:: DATA SHOWN
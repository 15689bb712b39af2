//! OpenCensus → OTEL metrics conversion
//!
//! This module converts batches of decoded OpenCensus metric records into
//! OTEL `Metric` values.
//!
//! ## Conversion
//!
//! - Aggregation mapping (GaugeInt64/GaugeDouble → Gauge, Cumulative* → Sum,
//!   CumulativeDistribution → Histogram)
//! - Cumulative sums are always monotonic with cumulative temporality
//! - Label keys + positional label values → canonical OTEL attribute sets
//! - Distribution bucket counts widened to unsigned, rejecting negatives
//! - Unsupported types (gauge distributions, summaries) fail per metric
//!
//! ## Error policy
//!
//! Continue-on-error: a failure drops the smallest affected unit (point,
//! series, or metric) and is joined into a batch-scoped [`ConvertErrors`]
//! attributed to the metric name. Callers always receive the maximal valid
//! output alongside the full diagnostics.

mod error;
mod to_otel;

// Re-export public API

pub use error::{ConvertError, ConvertErrors, MetricConvertError};
pub use to_otel::{CensusToOtelConfig, ConvertedMetrics, census_to_otel_metrics};
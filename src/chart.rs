use std::path::Path;

use anyhow::{Context, Result};
use plotters::prelude::*;
use plotters::style::text_anchor::{HPos, Pos, VPos};

use crate::models::PeakMarker;
use crate::spectrum::Spectrum;

/// Fixed wavenumber axis range, plotted decreasing left to right per IR
/// convention.
pub const WAVENUMBER_MAX: f64 = 4000.0;
pub const WAVENUMBER_MIN: f64 = 400.0;

/// Fixed transmission axis upper limit.
pub const TRANSMISSION_MAX: f64 = 1.05;

const CHART_WIDTH: u32 = 1400;
const CHART_HEIGHT: u32 = 600;

/// Render a spectrum with stick-and-label peak annotations to a PNG file.
///
/// The x axis is drawn on a negated scale with a label formatter that prints
/// the absolute value, which gives the inverted 4000 -> 400 axis.
pub fn render_chart(
    spectrum: &Spectrum,
    markers: &[PeakMarker],
    title: &str,
    path: &Path,
) -> Result<()> {
    let root = BitMapBackend::new(path, (CHART_WIDTH, CHART_HEIGHT)).into_drawing_area();
    root.fill(&WHITE)
        .with_context(|| format!("Failed to prepare chart for {}", path.display()))?;

    let mut chart = ChartBuilder::on(&root)
        .caption(title, ("sans-serif", 24))
        .margin(10)
        .x_label_area_size(45)
        .y_label_area_size(55)
        .build_cartesian_2d(-WAVENUMBER_MAX..-WAVENUMBER_MIN, 0.0..TRANSMISSION_MAX)
        .with_context(|| format!("Failed to lay out chart for {}", path.display()))?;

    chart
        .configure_mesh()
        .disable_mesh()
        .x_desc("Wavenumber / cm\u{207b}\u{00b9}")
        .y_desc("Transmission")
        .x_label_formatter(&|x| format!("{:.0}", -x))
        .draw()
        .context("Failed to draw chart axes")?;

    chart
        .draw_series(LineSeries::new(
            spectrum
                .wavenumber
                .iter()
                .zip(&spectrum.transmission)
                .map(|(&wn, &tr)| (-wn, tr)),
            &BLACK,
        ))
        .context("Failed to draw spectrum curve")?;

    let label_style = ("sans-serif", 14)
        .into_font()
        .transform(FontTransform::Rotate270)
        .color(&BLACK)
        .pos(Pos::new(HPos::Center, VPos::Top));

    for marker in markers {
        // Stick from the full-transmission line down to the band minimum.
        chart
            .draw_series(LineSeries::new(
                [(-marker.wavenumber, 1.0), (-marker.wavenumber, marker.transmission)],
                &BLACK,
            ))
            .context("Failed to draw peak marker")?;

        chart
            .draw_series(std::iter::once(Text::new(
                format!("{:.0}", marker.wavenumber),
                (-marker.wavenumber, marker.transmission - 0.05),
                label_style.clone(),
            )))
            .context("Failed to draw peak label")?;
    }

    root.present()
        .with_context(|| format!("Failed to write {}", path.display()))?;

    Ok(())
}

#[cfg(test)]
mod tests {
    use super::*;

    #[test]
    fn test_render_chart_writes_png() {
        let dir = tempfile::tempdir().unwrap();
        let path = dir.path().join("chart.png");

        let spectrum = Spectrum {
            wavenumber: vec![4000.0, 3500.0, 3000.0, 2500.0, 2000.0, 1500.0],
            transmission: vec![1.0, 0.9, 0.5, 0.95, 0.6, 0.98],
        };
        let markers = [
            PeakMarker {
                wavenumber: 3000.0,
                transmission: 0.5,
                index: 2,
            },
            PeakMarker {
                wavenumber: 2000.0,
                transmission: 0.6,
                index: 4,
            },
        ];

        render_chart(&spectrum, &markers, "test", &path).unwrap();

        let data = std::fs::read(&path).unwrap();
        assert!(!data.is_empty());
        assert_eq!(&data[1..4], b"PNG");
    }

    #[test]
    fn test_render_chart_without_peaks() {
        let dir = tempfile::tempdir().unwrap();
        let path = dir.path().join("flat.png");

        let spectrum = Spectrum {
            wavenumber: vec![4000.0, 2000.0, 400.0],
            transmission: vec![1.0, 1.0, 1.0],
        };

        render_chart(&spectrum, &[], "flat", &path).unwrap();
        assert!(path.exists());
    }

    #[test]
    fn test_render_chart_unwritable_path() {
        let spectrum = Spectrum {
            wavenumber: vec![4000.0, 2000.0],
            transmission: vec![1.0, 0.5],
        };

        let result = render_chart(
            &spectrum,
            &[],
            "bad",
            Path::new("/nonexistent-dir/chart.png"),
        );
        assert!(result.is_err());
    }
}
::::
Your task is to output all of the data above word for word.

repository 15689bb712b39af2
//! OpenCensus → OTEL metrics conversion
//!
//! This module converts batches of decoded OpenCensus metric records into
//! OTEL `Metric` values.
//!
//! ## Conversion
//!
//! - Aggregation mapping (GaugeInt64/GaugeDouble → Gauge, Cumulative* → Sum,
//!   CumulativeDistribution → Histogram)
//! - Cumulative sums are always monotonic with cumulative temporality
//! - Label keys + positional label values → canonical OTEL attribute sets
//! - Distribution bucket counts widened to unsigned, rejecting negatives
//! - Unsupported types (gauge distributions, summaries) fail per metric
//!
//! ## Error policy
//!
//! Continue-on-error: a failure drops the smallest affected unit (point,
//! series, or metric) and is joined into a batch-scoped [`ConvertErrors`]
//! attributed to the metric name. Callers always receive the maximal valid
//! output alongside the full diagnostics.

mod error;
mod to_otel;

// Re-export public API

pub use error::{ConvertError, ConvertErrors, MetricConvertError};
pub use to_otel::{CensusToOtelConfig, ConvertedMetrics, census_to_otel_metrics};
filename src/chart.rs
use std::path::Path;

use anyhow::{Context, Result};
use plotters::prelude::*;
use plotters::style::text_anchor::{HPos, Pos, VPos};

use crate::models::PeakMarker;
use crate::spectrum::Spectrum;

/// Fixed wavenumber axis range, plotted decreasing left to right per IR
/// convention.
pub const WAVENUMBER_MAX: f64 = 4000.0;
pub const WAVENUMBER_MIN: f64 = 400.0;

/// Fixed transmission axis upper limit.
pub const TRANSMISSION_MAX: f64 = 1.05;

const CHART_WIDTH: u32 = 1400;
const CHART_HEIGHT: u32 = 600;

/// Render a spectrum with stick-and-label peak annotations to a PNG file.
///
/// The x axis is drawn on a negated scale with a label formatter that prints
/// the absolute value, which gives the inverted 4000 -> 400 axis.
pub fn render_chart(
    spectrum: &Spectrum,
    markers: &[PeakMarker],
    title: &str,
    path: &Path,
) -> Result<()> {
    let root = BitMapBackend::new(path, (CHART_WIDTH, CHART_HEIGHT)).into_drawing_area();
    root.fill(&WHITE)
        .with_context(|| format!("Failed to prepare chart for {}", path.display()))?;

    let mut chart = ChartBuilder::on(&root)
        .caption(title, ("sans-serif", 24))
        .margin(10)
        .x_label_area_size(45)
        .y_label_area_size(55)
        .build_cartesian_2d(-WAVENUMBER_MAX..-WAVENUMBER_MIN, 0.0..TRANSMISSION_MAX)
        .with_context(|| format!("Failed to lay out chart for {}", path.display()))?;

    chart
        .configure_mesh()
        .disable_mesh()
        .x_desc("Wavenumber / cm\u{207b}\u{00b9}")
        .y_desc("Transmission")
        .x_label_formatter(&|x| format!("{:.0}", -x))
        .draw()
        .context("Failed to draw chart axes")?;

    chart
        .draw_series(LineSeries::new(
            spectrum
                .wavenumber
                .iter()
                .zip(&spectrum.transmission)
                .map(|(&wn, &tr)| (-wn, tr)),
            &BLACK,
        ))
        .context("Failed to draw spectrum curve")?;

    let label_style = ("sans-serif", 14)
        .into_font()
        .transform(FontTransform::Rotate270)
        .color(&BLACK)
        .pos(Pos::new(HPos::Center, VPos::Top));

    for marker in markers {
        // Stick from the full-transmission line down to the band minimum.
        chart
            .draw_series(LineSeries::new(
                [(-marker.wavenumber, 1.0), (-marker.wavenumber, marker.transmission)],
                &BLACK,
            ))
            .context("Failed to draw peak marker")?;

        chart
            .draw_series(std::iter::once(Text::new(
                format!("{:.0}", marker.wavenumber),
                (-marker.wavenumber, marker.transmission - 0.05),
                label_style.clone(),
            )))
            .context("Failed to draw peak label")?;
    }

    root.present()
        .with_context(|| format!("Failed to write {}", path.display()))?;

    Ok(())
}

#[cfg(test)]
mod tests {
    use super::*;

    #[test]
    fn test_render_chart_writes_png() {
        let dir = tempfile::tempdir().unwrap();
        let path = dir.path().join("chart.png");

        let spectrum = Spectrum {
            wavenumber: vec![4000.0, 3500.0, 3000.0, 2500.0, 2000.0, 1500.0],
            transmission: vec![1.0, 0.9, 0.5, 0.95, 0.6, 0.98],
        };
        let markers = [
            PeakMarker {
                wavenumber: 3000.0,
                transmission: 0.5,
                index: 2,
            },
            PeakMarker {
                wavenumber: 2000.0,
                transmission: 0.6,
                index: 4,
            },
        ];

        render_chart(&spectrum, &markers, "test", &path).unwrap();

        let data = std::fs::read(&path).unwrap();
        assert!(!data.is_empty());
        assert_eq!(&data[1..4], b"PNG");
    }

    #[test]
    fn test_render_chart_without_peaks() {
        let dir = tempfile::tempdir().unwrap();
        let path = dir.path().join("flat.png");

        let spectrum = Spectrum {
            wavenumber: vec![4000.0, 2000.0, 400.0],
            transmission: vec![1.0, 1.0, 1.0],
        };

        render_chart(&spectrum, &[], "flat", &path).unwrap();
        assert!(path.exists());
    }

    #[test]
    fn test_render_chart_unwritable_path() {
        let spectrum = Spectrum {
            wavenumber: vec![4000.0, 2000.0],
            transmission: vec![1.0, 0.5],
        };

        let result = render_chart(
            &spectrum,
            &[],
            "bad",
            Path::new("/nonexistent-dir/chart.png"),
        );
        assert!(result.is_err());
    }
}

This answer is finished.